In Jigawa state, the rate was reported at 175 and 95 per 1 000 live births. Kebbi also had one of the worst death rates with 179 and 95 per 1,000 live births respectively. In seven Local Government Areas of Borno alone, the rate was 140 and 70 per 1,000 live births, while the rate in Zamfara was put at 136 and 83, and Bauchi state had 153 and 83.

Other states are Bayelsa (100 and 70); Gombe (117 and 65); Katsina (159, 89); Rivers (100 and 87) Plateau (105 and 78); Ogun (85 and 68). The state with the lowest rate is Ebonyi at 3 and 24 per 1,000 live births.

Nationally, Nigeria had the third highest infant and child mortality rates globally in 2021, with 111 per 1,000 live births according to a World Bank report.

Immunisation rates, a critical medical intervention, are also low in these states. The 2021 MICS published by the National Bureau of Statics in collaboration with the United Nations Children Fund (UNICEF) shows that Sokoto, Bauchi and Gombe states have the highest number of zero-dose children – meaning those who have never been vaccinated.

In Sokoto, more than half of the children (50.7%) were never vaccinated. Bauchi and Gombe also had high rates of zero-dose children at 35.3% and 34.4%, respectively. Other states with low immunisation rates include Zamfara (22.9%), Ondo (23.6%), Ogun (21.3%), Kano (30.2%), and Borno (32.3%).

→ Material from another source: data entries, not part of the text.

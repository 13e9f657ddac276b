// SPDX-License-Identifier: PolyForm-Noncommercial-1.0.0
// Copyright (c) 2025 Sylvex. All rights reserved.

//! Typed token claims.

use chrono::{DateTime, Utc};
use serde::{Deserialize, Serialize};
use uuid::Uuid;

// =============================================================================
// TokenPurpose
// =============================================================================

/// What a signed token is allowed to be used for.
///
/// Access and refresh tokens are signed with distinct secrets, so a
/// leaked refresh token cannot be replayed as an access token or vice
/// versa. The purpose is also embedded in the claims as a second line
/// of defense.
#[derive(Debug, Clone, Copy, PartialEq, Eq, Hash, Serialize, Deserialize)]
#[serde(rename_all = "lowercase")]
pub enum TokenPurpose {
    /// Short-lived credential proving identity + role on each request.
    Access,
    /// Long-lived credential used solely to mint new access tokens.
    Refresh,
}

impl TokenPurpose {
    /// Returns the purpose name as a string.
    pub fn as_str(&self) -> &'static str {
        match self {
            TokenPurpose::Access => "access",
            TokenPurpose::Refresh => "refresh",
        }
    }
}

impl std::fmt::Display for TokenPurpose {
    fn fmt(&self, f: &mut std::fmt::Formatter<'_>) -> std::fmt::Result {
        write!(f, "{}", self.as_str())
    }
}

// =============================================================================
// Claims
// =============================================================================

/// Claims embedded in a signed token.
///
/// Produced and consumed only by [`JwtManager`](super::JwtManager);
/// handlers never see raw claim maps. Access tokens carry the subject's
/// role id; refresh tokens carry the subject alone, because the role is
/// re-fetched fresh when the token is used.
#[derive(Debug, Clone, PartialEq, Serialize, Deserialize)]
pub struct Claims {
    /// Subject - the account id.
    pub sub: Uuid,

    /// Role id, present on access tokens only.
    #[serde(skip_serializing_if = "Option::is_none")]
    pub role_id: Option<Uuid>,

    /// Purpose this token was issued for.
    pub purpose: TokenPurpose,

    /// Expiration time (Unix timestamp). Always set.
    pub exp: i64,

    /// Issued at time (Unix timestamp).
    pub iat: i64,
}

impl Claims {
    /// Creates access-token claims for a subject.
    pub fn access(subject: Uuid, role_id: Uuid, ttl_secs: i64, now: i64) -> Self {
        Self {
            sub: subject,
            role_id: Some(role_id),
            purpose: TokenPurpose::Access,
            exp: now + ttl_secs,
            iat: now,
        }
    }

    /// Creates refresh-token claims for a subject.
    pub fn refresh(subject: Uuid, ttl_secs: i64, now: i64) -> Self {
        Self {
            sub: subject,
            role_id: None,
            purpose: TokenPurpose::Refresh,
            exp: now + ttl_secs,
            iat: now,
        }
    }

    /// Returns the subject id.
    pub fn subject(&self) -> Uuid {
        self.sub
    }

    /// Returns `true` if the token is expired at the given instant.
    ///
    /// The check is strict: a token presented exactly at its expiry
    /// instant is rejected.
    pub fn is_expired_at(&self, now: i64) -> bool {
        now >= self.exp
    }

    /// Returns the expiration time as a `DateTime`.
    pub fn expires_at(&self) -> Option<DateTime<Utc>> {
        DateTime::from_timestamp(self.exp, 0)
    }
}

// =============================================================================
// Tests
// =============================================================================
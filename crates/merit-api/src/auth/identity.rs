// SPDX-License-Identifier: PolyForm-Noncommercial-1.0.0
// Copyright (c) 2025 Sylvex. All rights reserved.

//! The request-scoped authenticated identity.

use chrono::{DateTime, Utc};
use serde::Serialize;
use uuid::Uuid;

use merit_core::User;

// =============================================================================
// Identity
// =============================================================================

/// The resolved principal for one request.
///
/// Built exactly once per request by the authentication middleware
/// after the token, revocation, and directory checks all pass, then
/// attached to the request extensions. Read-only downstream; dropped
/// when the request ends.
#[derive(Debug, Clone, Serialize)]
#[serde(rename_all = "camelCase")]
pub struct Identity {
    /// Account id (the token subject).
    pub user_id: Uuid,
    /// Role id from the directory record, not the token.
    pub role_id: Uuid,
    /// Login name.
    pub username: String,
    /// Display name.
    pub full_name: String,
    /// Contact email.
    pub email: String,
}

impl Identity {
    /// Builds an identity from a freshly fetched directory record.
    pub fn from_user(user: &User) -> Self {
        Self {
            user_id: user.id,
            role_id: user.role_id,
            username: user.username.clone(),
            full_name: user.full_name.clone(),
            email: user.email.clone(),
        }
    }
}

// =============================================================================
// SessionToken
// =============================================================================

/// The raw bearer token behind the current request.
///
/// Attached alongside [`Identity`] so logout can revoke the exact
/// string the client presented, with the expiry taken from its
/// already-validated claims.
#[derive(Debug, Clone)]
pub struct SessionToken {
    /// The raw token string from the Authorization header.
    pub raw: String,
    /// Expiry instant from the validated claims.
    pub expires_at: DateTime<Utc>,
}

// =============================================================================
// Tests
// =============================================================================

#[cfg(test)]
mod tests {
    use super::*;

    #[test]
    fn test_identity_from_user() {
        let user = User::new(
            "alice",
            "alice@campus.edu",
            "$2b$12$hash",
            "Alice Tan",
            Uuid::new_v4(),
        );

        let identity = Identity::from_user(&user);

        assert_eq!(identity.user_id, user.id);
        assert_eq!(identity.role_id, user.role_id);
        assert_eq!(identity.username, "alice");
        assert_eq!(identity.full_name, "Alice Tan");
    }

    #[test]
    fn test_identity_serializes_safe_fields_only() {
        let user = User::new("bob", "bob@campus.edu", "$2b$12$hash", "Bob", Uuid::new_v4());
        let identity = Identity::from_user(&user);

        let json = serde_json::to_string(&identity).unwrap();
        assert!(json.contains("\"username\":\"bob\""));
        assert!(json.contains("fullName"));
        assert!(!json.contains("hash"));
    }
}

Nigeria leads globally in the number of zero-dose children, with over 2.3 million unvaccinated, a figure the Pediatrics Association of Nigeria estimates has risen to 6.2 million.

Maternal mortality is another severe issue. Nigeria ranks as the second largest contributor to maternal mortality globally, losing an estimated 145 women daily according to UNICEF. The World Health Organization and Integrated African Health Observatory in 2023 listed Nigeria among countries with extremely high maternal mortality rates, with 1,047 deaths per 100,000 live births.

The 2023 report by NESG shows the national maternal mortality ratio was 196.6 per 100,000 live births in 2020, with states like Katsina (653), Zamfara (576), Kano (506.7), Sokoto (469.7), Jigawa (424.1), and Kebbi (286.3) exceeding this average. Ekiti State reported zero maternal mortality in the same period.

Katsina recorded 653 per 100,000 live births, Zamfara (576), Kano (506.7), Sokoto (469.7), Jigawa (424.1), Kebbi (286.3, Lagos (225.3), Abia (211.7), Akwa Ibom (202.3), Ebonyi (199.9), and Gombe (191).

According to the report, contributing factors to high maternal mortality rates include poor access to quality healthcare, inadequate infrastructure, and poorly equipped hospitals. Many women did not receive antenatal care and often gave birth at home without skilled attendants.

Available reports also suggest that limited access to antenatal, natal and post-natal care increases the risks of maternal deaths.

The 2021 MICS survey reveals that a significant proportion of women in some states did not attend antenatal care. Zamfara has the highest with 65.8%, followed by Sokoto (58.8%), Kebbi (50 5%), Katsina (37.0%), Bayelsa (32 3%) and Bauchi (31.3%).

These poor health outcomes in several states contribute to Nigeria’s overall negative health indices, positioning the country at an unenviable top spot in Africa and globally.